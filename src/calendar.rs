//! Calendar facade: owns the validated configuration, the today
//! snapshot and the currently built view.

use chrono::{Datelike, Duration, NaiveDate};

use crate::config::{CalendarConfig, CalendarOptions, validate_events};
use crate::error::CalendarError;
use crate::events;
use crate::grid::date_with_overflow;
use crate::types::{DateDescriptor, DayView, Direction, MonthGrid, View, WeekView};

/// Calendar instance returned to the caller. Views are rebuilt wholesale
/// whenever the active view or reference date changes; there is no
/// incremental update and no global registration.
#[derive(Debug)]
pub struct Calendar {
    config: CalendarConfig,
    today: DateDescriptor,
    current_date: DateDescriptor,
    active_view: View,
    month_grid: Option<MonthGrid>,
    week_view: Option<WeekView>,
    day_view: Option<DayView>,
}

impl Calendar {
    /// Validate `options`, snapshot today and build the initial view.
    ///
    /// Fails with [`CalendarError::Configuration`] for invalid options and
    /// [`CalendarError::InvalidEvent`] for a bad event in the batch.
    pub fn new(options: CalendarOptions) -> Result<Self, CalendarError> {
        Self::with_today(options, snapshot_today())
    }

    /// Like [`Calendar::new`] but with an explicit today snapshot.
    pub fn with_today(options: CalendarOptions, now: NaiveDate) -> Result<Self, CalendarError> {
        let config = CalendarConfig::from_options(options, now)?;
        validate_events(&config.events)?;

        let today = DateDescriptor::from_date(now, &config);
        let current_date = DateDescriptor::from_date(config.initial_date, &config);
        let active_view = config.initial_view;

        let mut calendar = Calendar {
            config,
            today,
            current_date,
            active_view,
            month_grid: None,
            week_view: None,
            day_view: None,
        };
        calendar.rebuild()?;
        Ok(calendar)
    }

    /// Switch the active view, optionally jumping to a new reference
    /// date, and rebuild it from scratch.
    pub fn set_active_view(
        &mut self,
        view: View,
        reference: Option<NaiveDate>,
    ) -> Result<(), CalendarError> {
        if let Some(date) = reference {
            self.current_date = DateDescriptor::from_date(date, &self.config);
        }
        self.active_view = view;
        self.rebuild()
    }

    /// Step the active view one unit backwards or forwards (a month, a
    /// week or a day depending on the view) and rebuild.
    ///
    /// Returns whether the view moved. Navigation can be disabled
    /// outright, and `allow_past`/`allow_future` clamp movement at the
    /// today snapshot's month, week or day.
    pub fn navigate(&mut self, direction: Direction) -> Result<bool, CalendarError> {
        if !self.config.navigation {
            return Ok(false);
        }

        let current = self.current_date.full_date;
        let target = match (self.active_view, direction) {
            (View::Month, Direction::Previous) => month_start(current, -1),
            (View::Month, Direction::Next) => month_start(current, 1),
            (View::Week, Direction::Previous) => current - Duration::days(7),
            (View::Week, Direction::Next) => current + Duration::days(7),
            (View::Day, Direction::Previous) => current - Duration::days(1),
            (View::Day, Direction::Next) => current + Duration::days(1),
        };

        if direction == Direction::Previous && !self.config.allow_past && self.is_before_today(target) {
            return Ok(false);
        }
        if direction == Direction::Next && !self.config.allow_future && self.is_after_today(target) {
            return Ok(false);
        }

        self.current_date = DateDescriptor::from_date(target, &self.config);
        self.rebuild()?;
        Ok(true)
    }

    pub fn config(&self) -> &CalendarConfig {
        &self.config
    }

    pub fn today(&self) -> &DateDescriptor {
        &self.today
    }

    pub fn current_date(&self) -> &DateDescriptor {
        &self.current_date
    }

    pub fn active_view(&self) -> View {
        self.active_view
    }

    /// Built month grid; present after a month-view build.
    pub fn month_grid(&self) -> Option<&MonthGrid> {
        self.month_grid.as_ref()
    }

    pub fn week_view(&self) -> Option<&WeekView> {
        self.week_view.as_ref()
    }

    pub fn day_view(&self) -> Option<&DayView> {
        self.day_view.as_ref()
    }

    /// Rebuild the active view from the current reference date and map
    /// the configured events onto its cells.
    fn rebuild(&mut self) -> Result<(), CalendarError> {
        log::debug!(
            "rebuilding {} view at {}",
            self.active_view,
            self.current_date.full_date
        );
        match self.active_view {
            View::Month => {
                let mut grid = MonthGrid::build(
                    self.current_date.year,
                    self.current_date.month,
                    &self.config,
                    &self.today,
                )?;
                if self.config.has_events {
                    events::map_events_to_days(&mut grid, &self.config.events);
                }
                self.month_grid = Some(grid);
            }
            View::Week => {
                let mut view =
                    WeekView::build(self.current_date.full_date, &self.config, &self.today)?;
                if self.config.has_events {
                    events::map_events_by_date(&mut view.day_cells, &self.config.events);
                }
                self.week_view = Some(view);
            }
            View::Day => {
                let mut view =
                    DayView::build(self.current_date.full_date, &self.config, &self.today)?;
                if self.config.has_events {
                    events::map_events_by_date(
                        std::slice::from_mut(&mut view.cell),
                        &self.config.events,
                    );
                }
                self.day_view = Some(view);
            }
        }
        Ok(())
    }

    /// Whether `target` falls before today at the active view's
    /// granularity (month, week or day).
    fn is_before_today(&self, target: NaiveDate) -> bool {
        let today = self.today.full_date;
        match self.active_view {
            View::Month => (target.year(), target.month0()) < (today.year(), today.month0()),
            View::Week => week_start(target) < week_start(today),
            View::Day => target < today,
        }
    }

    fn is_after_today(&self, target: NaiveDate) -> bool {
        let today = self.today.full_date;
        match self.active_view {
            View::Month => (target.year(), target.month0()) > (today.year(), today.month0()),
            View::Week => week_start(target) > week_start(today),
            View::Day => target > today,
        }
    }
}

/// First day of the month `offset` months away from `date`.
fn month_start(date: NaiveDate, offset: i32) -> NaiveDate {
    let total = date.year() * 12 + date.month0() as i32 + offset;
    let year = total.div_euclid(12);
    let month = total.rem_euclid(12) as u32;
    date_with_overflow(year, month, 1)
}

/// Sunday of the week containing `date`.
fn week_start(date: NaiveDate) -> NaiveDate {
    date - Duration::days(date.weekday().num_days_from_sunday() as i64)
}

/// Today's date, respecting the CALGRID_TEST_TIME environment variable
/// for reproducible builds in tests.
pub fn snapshot_today() -> NaiveDate {
    if let Ok(test_time) = std::env::var("CALGRID_TEST_TIME")
        && let Ok(date) = NaiveDate::parse_from_str(&test_time, "%Y-%m-%d")
    {
        return date;
    }
    chrono::Local::now().date_naive()
}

# WHAT YOU HAVE TO DO
All of the material must be written out again exactly.

# SOLUTION FOR THIS PROBLEM
filename src/calendar.rs
//! Calendar facade: owns the validated configuration, the today
//! snapshot and the currently built view.

use chrono::{Datelike, Duration, NaiveDate};

use crate::config::{CalendarConfig, CalendarOptions, validate_events};
use crate::error::CalendarError;
use crate::events;
use crate::grid::date_with_overflow;
use crate::types::{DateDescriptor, DayView, Direction, MonthGrid, View, WeekView};

/// Calendar instance returned to the caller. Views are rebuilt wholesale
/// whenever the active view or reference date changes; there is no
/// incremental update and no global registration.
#[derive(Debug)]
pub struct Calendar {
    config: CalendarConfig,
    today: DateDescriptor,
    current_date: DateDescriptor,
    active_view: View,
    month_grid: Option<MonthGrid>,
    week_view: Option<WeekView>,
    day_view: Option<DayView>,
}

impl Calendar {
    /// Validate `options`, snapshot today and build the initial view.
    ///
    /// Fails with [`CalendarError::Configuration`] for invalid options and
    /// [`CalendarError::InvalidEvent`] for a bad event in the batch.
    pub fn new(options: CalendarOptions) -> Result<Self, CalendarError> {
        Self::with_today(options, snapshot_today())
    }

    /// Like [`Calendar::new`] but with an explicit today snapshot.
    pub fn with_today(options: CalendarOptions, now: NaiveDate) -> Result<Self, CalendarError> {
        let config = CalendarConfig::from_options(options, now)?;
        validate_events(&config.events)?;

        let today = DateDescriptor::from_date(now, &config);
        let current_date = DateDescriptor::from_date(config.initial_date, &config);
        let active_view = config.initial_view;

        let mut calendar = Calendar {
            config,
            today,
            current_date,
            active_view,
            month_grid: None,
            week_view: None,
            day_view: None,
        };
        calendar.rebuild()?;
        Ok(calendar)
    }

    /// Switch the active view, optionally jumping to a new reference
    /// date, and rebuild it from scratch.
    pub fn set_active_view(
        &mut self,
        view: View,
        reference: Option<NaiveDate>,
    ) -> Result<(), CalendarError> {
        if let Some(date) = reference {
            self.current_date = DateDescriptor::from_date(date, &self.config);
        }
        self.active_view = view;
        self.rebuild()
    }

    /// Step the active view one unit backwards or forwards (a month, a
    /// week or a day depending on the view) and rebuild.
    ///
    /// Returns whether the view moved. Navigation can be disabled
    /// outright, and `allow_past`/`allow_future` clamp movement at the
    /// today snapshot's month, week or day.
    pub fn navigate(&mut self, direction: Direction) -> Result<bool, CalendarError> {
        if !self.config.navigation {
            return Ok(false);
        }

        let current = self.current_date.full_date;
        let target = match (self.active_view, direction) {
            (View::Month, Direction::Previous) => month_start(current, -1),
            (View::Month, Direction::Next) => month_start(current, 1),
            (View::Week, Direction::Previous) => current - Duration::days(7),
            (View::Week, Direction::Next) => current + Duration::days(7),
            (View::Day, Direction::Previous) => current - Duration::days(1),
            (View::Day, Direction::Next) => current + Duration::days(1),
        };

        if direction == Direction::Previous && !self.config.allow_past && self.is_before_today(target) {
            return Ok(false);
        }
        if direction == Direction::Next && !self.config.allow_future && self.is_after_today(target) {
            return Ok(false);
        }

        self.current_date = DateDescriptor::from_date(target, &self.config);
        self.rebuild()?;
        Ok(true)
    }

    pub fn config(&self) -> &CalendarConfig {
        &self.config
    }

    pub fn today(&self) -> &DateDescriptor {
        &self.today
    }

    pub fn current_date(&self) -> &DateDescriptor {
        &self.current_date
    }

    pub fn active_view(&self) -> View {
        self.active_view
    }

    /// Built month grid; present after a month-view build.
    pub fn month_grid(&self) -> Option<&MonthGrid> {
        self.month_grid.as_ref()
    }

    pub fn week_view(&self) -> Option<&WeekView> {
        self.week_view.as_ref()
    }

    pub fn day_view(&self) -> Option<&DayView> {
        self.day_view.as_ref()
    }

    /// Rebuild the active view from the current reference date and map
    /// the configured events onto its cells.
    fn rebuild(&mut self) -> Result<(), CalendarError> {
        log::debug!(
            "rebuilding {} view at {}",
            self.active_view,
            self.current_date.full_date
        );
        match self.active_view {
            View::Month => {
                let mut grid = MonthGrid::build(
                    self.current_date.year,
                    self.current_date.month,
                    &self.config,
                    &self.today,
                )?;
                if self.config.has_events {
                    events::map_events_to_days(&mut grid, &self.config.events);
                }
                self.month_grid = Some(grid);
            }
            View::Week => {
                let mut view =
                    WeekView::build(self.current_date.full_date, &self.config, &self.today)?;
                if self.config.has_events {
                    events::map_events_by_date(&mut view.day_cells, &self.config.events);
                }
                self.week_view = Some(view);
            }
            View::Day => {
                let mut view =
                    DayView::build(self.current_date.full_date, &self.config, &self.today)?;
                if self.config.has_events {
                    events::map_events_by_date(
                        std::slice::from_mut(&mut view.cell),
                        &self.config.events,
                    );
                }
                self.day_view = Some(view);
            }
        }
        Ok(())
    }

    /// Whether `target` falls before today at the active view's
    /// granularity (month, week or day).
    fn is_before_today(&self, target: NaiveDate) -> bool {
        let today = self.today.full_date;
        match self.active_view {
            View::Month => (target.year(), target.month0()) < (today.year(), today.month0()),
            View::Week => week_start(target) < week_start(today),
            View::Day => target < today,
        }
    }

    fn is_after_today(&self, target: NaiveDate) -> bool {
        let today = self.today.full_date;
        match self.active_view {
            View::Month => (target.year(), target.month0()) > (today.year(), today.month0()),
            View::Week => week_start(target) > week_start(today),
            View::Day => target > today,
        }
    }
}

/// First day of the month `offset` months away from `date`.
fn month_start(date: NaiveDate, offset: i32) -> NaiveDate {
    let total = date.year() * 12 + date.month0() as i32 + offset;
    let year = total.div_euclid(12);
    let month = total.rem_euclid(12) as u32;
    date_with_overflow(year, month, 1)
}

/// Sunday of the week containing `date`.
fn week_start(date: NaiveDate) -> NaiveDate {
    date - Duration::days(date.weekday().num_days_from_sunday() as i64)
}

/// Today's date, respecting the CALGRID_TEST_TIME environment variable
/// for reproducible builds in tests.
pub fn snapshot_today() -> NaiveDate {
    if let Ok(test_time) = std::env::var("CALGRID_TEST_TIME")
        && let Ok(date) = NaiveDate::parse_from_str(&test_time, "%Y-%m-%d")
    {
        return date;
    }
    chrono::Local::now().date_naive()
}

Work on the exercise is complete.